Bandung, Teropongmedia.id - Lusinan warga di Yurang Manguang-Ky. Remaja (19) diasumsikan dalam Capital Letters (19) dalam praktik investasi.
Massa yang dipersenjatai dari wilayah Zabodetabek, yang dikembalikan dari wilayah wilayah itu, yang dicabut oleh uang dalam bisnis mereka dan dikembalikan kredit.
Media video yang membentang di media sosial, dan selusin penghuni rumah mereka menangis di pengepungan ibu rumah tangga dan ibu rumah tangga di sekitarnya. Karena ketakutan, dia pulang.

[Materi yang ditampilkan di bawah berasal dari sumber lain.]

use std::path::PathBuf;

use crate::query::RawQuery;

/// One CLI action, independent of argument parsing.
#[derive(Debug, Clone)]
pub enum Command {
    /// Run a query and print one page.
    Query(RawQuery),
    /// Print the filter option catalog.
    Catalog,
    /// Load the dataset and print the health report.
    Health,
    /// Load a CSV file into the configured SQLite database.
    Import { csv: PathBuf },
    /// Copy the header and the first `rows` rows of a CSV file.
    Sample { input: PathBuf, output: PathBuf, rows: usize },
}
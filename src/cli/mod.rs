mod command;
mod runner;

pub use command::Command;
pub use runner::{OutputMode, build_backend, run};
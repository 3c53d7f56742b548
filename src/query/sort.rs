use std::cmp::Ordering;

use chrono::NaiveDate;
use ordered_float::OrderedFloat;

use crate::record::SaleRecord;

use super::types::{Order, SortField, SortMode, SortSpec};

/// Comparable key extracted once per record.
///
/// All keys of one sort share a variant, so the derived cross-variant order never applies.
#[derive(Debug, Clone, PartialEq, Eq, PartialOrd, Ord)]
pub enum SortKey {
    /// Exact integer; missing values sort as 0.
    Integer(i64),
    /// Missing amounts sort as 0.
    Decimal(OrderedFloat<f64>),
    /// `None` is older than every date.
    Date(Option<NaiveDate>),
    /// ASCII case-folded text.
    Text(String),
}

impl SortKey {
    #[must_use]
    pub fn of(field: SortField, r: &SaleRecord) -> Self {
        match field.mode() {
            SortMode::Numeric if field == SortField::TotalAmount => {
                Self::Decimal(OrderedFloat(field.decimal(r).unwrap_or(0.0)))
            }
            SortMode::Numeric => Self::Integer(field.integer(r).unwrap_or(0)),
            SortMode::Chronological => Self::Date(r.date),
            SortMode::Text => Self::Text(field.text(r).unwrap_or_default().to_ascii_lowercase()),
        }
    }
}

/// Order `records` by `spec` without touching the input slice.
///
/// Stable: equal keys keep their input order in both directions, because the direction only
/// reverses the key comparison.
#[must_use]
pub fn sort_records<'a>(records: &[&'a SaleRecord], spec: SortSpec) -> Vec<&'a SaleRecord> {
    let mut keyed: Vec<(SortKey, &'a SaleRecord)> =
        records.iter().map(|r| (SortKey::of(spec.field, r), *r)).collect();
    keyed.sort_by(|a, b| directed(a.0.cmp(&b.0), spec.order));
    keyed.into_iter().map(|(_, r)| r).collect()
}

fn directed(ord: Ordering, order: Order) -> Ordering {
    match order {
        Order::Asc => ord,
        Order::Desc => ord.reverse(),
    }
}
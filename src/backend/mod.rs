//! Query evaluators. Both answer the same [`Query`] with identical results; the service does not
//! care which one it drives.

mod memory;
mod sqlite;

use std::future::Future;

use crate::catalog::FilterOptions;
use crate::errors::QueryError;
use crate::query::{PageResult, Query};

pub use memory::MemoryBackend;
pub use sqlite::{SqliteBackend, ensure_schema, import_records};

/// A dataset that can be loaded once and then queried concurrently.
pub trait SalesBackend: Send + Sync {
    fn name(&self) -> &'static str;

    /// Load the dataset and return how many records are queryable.
    fn load(&self) -> impl Future<Output = Result<usize, QueryError>> + Send;

    /// Distinct values per filterable field. Fails with `NotReady` before `load`.
    fn filter_options(&self) -> impl Future<Output = Result<FilterOptions, QueryError>> + Send;

    /// Filter, order and slice one page. Fails with `NotReady` before `load`.
    fn execute(&self, query: &Query) -> impl Future<Output = Result<PageResult, QueryError>> + Send;
}

/// Backend picked at runtime from configuration.
#[derive(Debug)]
pub enum AnyBackend {
    Memory(MemoryBackend),
    Sqlite(SqliteBackend),
}

impl SalesBackend for AnyBackend {
    fn name(&self) -> &'static str {
        match self {
            Self::Memory(b) => b.name(),
            Self::Sqlite(b) => b.name(),
        }
    }

    async fn load(&self) -> Result<usize, QueryError> {
        match self {
            Self::Memory(b) => b.load().await,
            Self::Sqlite(b) => b.load().await,
        }
    }

    async fn filter_options(&self) -> Result<FilterOptions, QueryError> {
        match self {
            Self::Memory(b) => b.filter_options().await,
            Self::Sqlite(b) => b.filter_options().await,
        }
    }

    async fn execute(&self, query: &Query) -> Result<PageResult, QueryError> {
        match self {
            Self::Memory(b) => b.execute(query).await,
            Self::Sqlite(b) => b.execute(query).await,
        }
    }
}
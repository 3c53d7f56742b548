//! Filter, sort and paginate a retail sales dataset, either in memory or pushed down to SQLite,
//! with identical results from both.

pub mod backend;
pub mod catalog;
pub mod cli;
pub mod config;
pub mod errors;
pub mod import;
pub mod logger;
pub mod query;
pub mod record;
pub mod service;
pub mod utils;

pub use backend::{AnyBackend, MemoryBackend, SalesBackend, SqliteBackend};
pub use catalog::FilterOptions;
pub use errors::{ErrorKind, QueryError};
pub use query::{PageResult, Pagination, Query, RawQuery};
pub use record::{SaleRecord, SaleRow};
pub use service::{FixedClock, Health, QueryService, SystemClock};

/// Initializes logging from the `SALESQ_LOG_*` environment variables.
///
/// # Errors
/// Returns an error if the log directory cannot be created or a logger is already installed.
pub fn init() -> Result<(), Box<dyn std::error::Error>> {
    logger::configure_from_env()
}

Polisi yang datang ke lokasi dievakuasi untuk mencegah konflik massa dari konflik massa. Dengan Goodkey yang ganas, dia dibawa dengan mobil polisi di markas polisi Pondhok-Aren.
Kepala Polisi Poin Aken Rose Agripina, Putrip, mengkonfirmasi kisah hari Jumat (8/8/2025). Menurutnya, penduduk rusak oleh investasi dalam bisnis yang dikembangkan oleh GF.
"Mode adalah untuk berinvestasi dalam investasi modal adalah berinvestasi dalam modal. Hasil penyelidikan kami memiliki sekitar 20 orang, sekitar Senin (11/8/2025).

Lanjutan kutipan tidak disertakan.